Mental health problems are common in adolescent population. Adolescent depression is defined at three levels: (1) Depressed mood, (2) Depressive syndrome, and (3) Clinical depression . Depressed mood is persistent and pervasive sadness. Classical depressive syndrome in adults includes low mood, loss of interest in pleasurable activities, physical symptoms like changes in sleep, appetite, weight and feeling of energy and cognitive symptoms like difficulty in concentration and pessimistic thoughts (feeling unloved, worthlessness, hopelessness, guilt, self-harming thoughts). Clinical depression is manifestation of five or more depressive symptoms lasting continuously for two weeks and impairing social and occupational functioning. Depression in childhood and adolescent age group differs from adult’s major depressive disorder. Instead of sadness of mood, excessive irritability, aggressive behaviour, impulsivity, self-destructive behaviours are commonly demonstrated by adolescents suffering from depression . The prevalence of major depressive disorder in mid to late adolescence is around 4-5% [2,3].

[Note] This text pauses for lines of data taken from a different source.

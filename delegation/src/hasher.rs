//! Struct hashing and the final EIP-712 digest.

use alloy_primitives::{keccak256, Address, Bytes, B256, U256};

use crate::error::{Eip712Error, Result};
use crate::types::{MessageTypeDeclaration, PrimitiveType, TypedField};

/// Prefix of the two-step digest: `"\x19\x01" || domainSeparator || structHash`.
pub const EIP712_PREFIX: [u8; 2] = [0x19, 0x01];

/// A concrete value for one declared field.
#[derive(Debug, Clone, PartialEq, Eq)]
pub enum FieldValue {
    Bool(bool),
    Uint(U256),
    Address(Address),
    String(String),
    Bytes(Bytes),
    Bytes32(B256),
}

/// A message with a canonical declaration.
pub trait TypedMessage {
    const DECLARATION: &'static MessageTypeDeclaration;

    /// Field values in declaration order.
    fn field_values(&self) -> Vec<FieldValue>;

    /// The party whose signature authorizes the message.
    fn signer(&self) -> Address;

    fn struct_hash(&self) -> Result<B256> {
        hash_struct(Self::DECLARATION, &self.field_values())
    }
}

/// Encode one field into its 32-byte slot.
///
/// Dynamic values are replaced by their keccak256 hash.
pub fn encode_field(field: &TypedField, value: &FieldValue) -> Result<B256> {
    let word = match (field.ty, value) {
        (PrimitiveType::Bool, FieldValue::Bool(b)) => B256::with_last_byte(u8::from(*b)),
        (PrimitiveType::Uint(bits), FieldValue::Uint(v)) => {
            if v.bit_len() > usize::from(bits) {
                return Err(Eip712Error::ValueOutOfRange { field: field.name, bits });
            }
            B256::from(v.to_be_bytes::<32>())
        }
        (PrimitiveType::Address, FieldValue::Address(a)) => a.into_word(),
        (PrimitiveType::String, FieldValue::String(s)) => keccak256(s.as_bytes()),
        (PrimitiveType::Bytes, FieldValue::Bytes(b)) => keccak256(b),
        (PrimitiveType::Bytes32, FieldValue::Bytes32(h)) => *h,
        (ty, _) => {
            return Err(Eip712Error::FieldTypeMismatch { field: field.name, expected: ty.to_string() })
        }
    };
    Ok(word)
}

/// `keccak256(typeHash || enc(field_1) || ... || enc(field_n))`
pub fn hash_struct(declaration: &MessageTypeDeclaration, values: &[FieldValue]) -> Result<B256> {
    if values.len() != declaration.fields.len() {
        return Err(Eip712Error::FieldCountMismatch {
            expected: declaration.fields.len(),
            actual: values.len(),
        });
    }

    if let Some(field) = declaration.fields.iter().find(|f| !f.ty.is_well_formed()) {
        return Err(Eip712Error::InvalidTypedData(format!(
            "{}.{} has malformed type {}",
            declaration.primary_type, field.name, field.ty
        )));
    }

    let mut buf = Vec::with_capacity((1 + values.len()) * 32);
    buf.extend_from_slice(declaration.type_hash().as_slice());
    for (field, value) in declaration.fields.iter().zip(values) {
        buf.extend_from_slice(encode_field(field, value)?.as_slice());
    }
    Ok(keccak256(&buf))
}

/// `keccak256("\x19\x01" || domainSeparator || structHash)`
pub fn eip712_digest(domain_separator: B256, struct_hash: B256) -> B256 {
    let mut buf = [0u8; 66];
    buf[..2].copy_from_slice(&EIP712_PREFIX);
    buf[2..34].copy_from_slice(domain_separator.as_slice());
    buf[34..].copy_from_slice(struct_hash.as_slice());
    keccak256(buf)
}

/// Hash a message under a domain separator.
pub fn hash_typed_data(
    domain_separator: B256,
    declaration: &MessageTypeDeclaration,
    values: &[FieldValue],
) -> Result<B256> {
    let struct_hash = hash_struct(declaration, values)?;
    Ok(eip712_digest(domain_separator, struct_hash))
}

/// [`hash_typed_data`] for a [`TypedMessage`].
pub fn hash_message<M: TypedMessage>(domain_separator: B256, message: &M) -> Result<B256> {
    Ok(eip712_digest(domain_separator, message.struct_hash()?))
}

#[cfg(test)]
mod tests {
    use super::*;
    use crate::types::REVOKE_TYPE;
    use alloy_primitives::{address, b256, bytes};

    const FLAG: TypedField = TypedField::new("flag", PrimitiveType::Bool);
    const SMALL: TypedField = TypedField::new("small", PrimitiveType::Uint(64));

    #[test]
    fn scalars_fill_one_word() {
        assert_eq!(encode_field(&FLAG, &FieldValue::Bool(true)).unwrap(), B256::with_last_byte(1));
        assert_eq!(encode_field(&FLAG, &FieldValue::Bool(false)).unwrap(), B256::ZERO);

        let word = encode_field(&SMALL, &FieldValue::Uint(U256::from(0x0102u64))).unwrap();
        assert_eq!(&word[30..], &[0x01, 0x02]);
        assert!(word[..30].iter().all(|b| *b == 0));

        let who = address!("0xaaaaaaaaaaaaaaaaaaaaaaaaaaaaaaaaaaaaaaaa");
        let field = TypedField::new("who", PrimitiveType::Address);
        let word = encode_field(&field, &FieldValue::Address(who)).unwrap();
        assert_eq!(&word[12..], who.as_slice());
        assert!(word[..12].iter().all(|b| *b == 0));
    }

    #[test]
    fn dynamic_values_are_hashed() {
        let data = TypedField::new("data", PrimitiveType::Bytes);
        let payload = bytes!("deadbeef");
        assert_eq!(encode_field(&data, &FieldValue::Bytes(payload.clone())).unwrap(), keccak256(&payload));

        let label = TypedField::new("label", PrimitiveType::String);
        assert_eq!(
            encode_field(&label, &FieldValue::String("EAS".into())).unwrap(),
            keccak256(b"EAS")
        );
    }

    #[test]
    fn rejects_values_wider_than_declared() {
        let too_big = U256::from(u64::MAX) + U256::from(1);
        assert_eq!(
            encode_field(&SMALL, &FieldValue::Uint(too_big)),
            Err(Eip712Error::ValueOutOfRange { field: "small", bits: 64 })
        );
        assert!(encode_field(&SMALL, &FieldValue::Uint(U256::from(u64::MAX))).is_ok());
    }

    #[test]
    fn rejects_mismatched_types() {
        let err = encode_field(&FLAG, &FieldValue::Uint(U256::from(1))).unwrap_err();
        assert_eq!(err, Eip712Error::FieldTypeMismatch { field: "flag", expected: "bool".into() });
    }

    #[test]
    fn rejects_wrong_field_count() {
        let err = hash_struct(&REVOKE_TYPE, &[FieldValue::Bool(true)]).unwrap_err();
        assert_eq!(err, Eip712Error::FieldCountMismatch { expected: 6, actual: 1 });
    }

    #[test]
    fn rejects_malformed_declarations() {
        const ODD: MessageTypeDeclaration = MessageTypeDeclaration {
            primary_type: "Odd",
            fields: &[TypedField::new("width", PrimitiveType::Uint(12))],
        };
        let err = hash_struct(&ODD, &[FieldValue::Uint(U256::from(1))]).unwrap_err();
        assert_eq!(err, Eip712Error::InvalidTypedData("Odd.width has malformed type uint12".into()));
    }

    #[test]
    fn digest_binds_the_domain() {
        let struct_hash = b256!("0x71174f5718d24da5c1ac94bdebc21f73e040434b8cb31a7d1b728d645601105f");
        let a = eip712_digest(B256::repeat_byte(1), struct_hash);
        let b = eip712_digest(B256::repeat_byte(2), struct_hash);
        assert_ne!(a, b);
        assert_eq!(a, eip712_digest(B256::repeat_byte(1), struct_hash));
    }
}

Center for Epidemiological Studies Depression scale for Children (CES-DC) is a validated measure of depressive symptoms in children and adolescents and has been used from age 6 to 17 years [4,5]. CES-DC has been internationally used for depression screening in children [5,6]. A previous Indian study used the CES-DC to compare depression levels in children orphaned by AIDS versus other orphaned children . They developed Hindi and Tamil versions for the study using translation and back-translation methods, however they did not statistically validate their translations. Another study used English version of CES-DC in school going adolescents in Bangalore . Hence, there is a need to validate screening tools in local language in Gujarat which can then be used to screen adolescents for depressive symptoms early. Also assessing the prevalence of depression in school going adolescents would help in developing appropriate interventional strategies. Various interventions like training for positive thinking, conflict resolution, decision making skills have been shown to reduce rate of depressive symptoms in adolescents . While a previous study has validated Strengths and Difficulties Questionnaire (SDQ; a measure of emotional problems in adolescents) in Gujarati, no previous study has been done for validation of CES-DC in Gujarati . Thus we designed this study with the aims and objectives to validate CES-DC for Children in Gujarati, to assess the prevalence of depressive symptoms in school going adolescents studying in 8th to 12th standards in the schools using validated CES-DC scale and to assess any association between socio-demographic factors and depressive symptoms in school going adolescents.
Materials and Methods
A cross-sectional study was conducted in two parts, in urban and rural schools of Anand, Gujarat, India. Schools within 15 km radius of our Hospital were chosen for the study. Study was conducted over a period of one year from February 2016 to February 2017. The study was approved by the Institutional Ethics Committee vide approval letter no IEC/HMPCMCE/63/Faculty/6/41/16 dated 28/01/2016. Written informed assent was taken from the study participants and consent was taken from their teachers for each part of the study.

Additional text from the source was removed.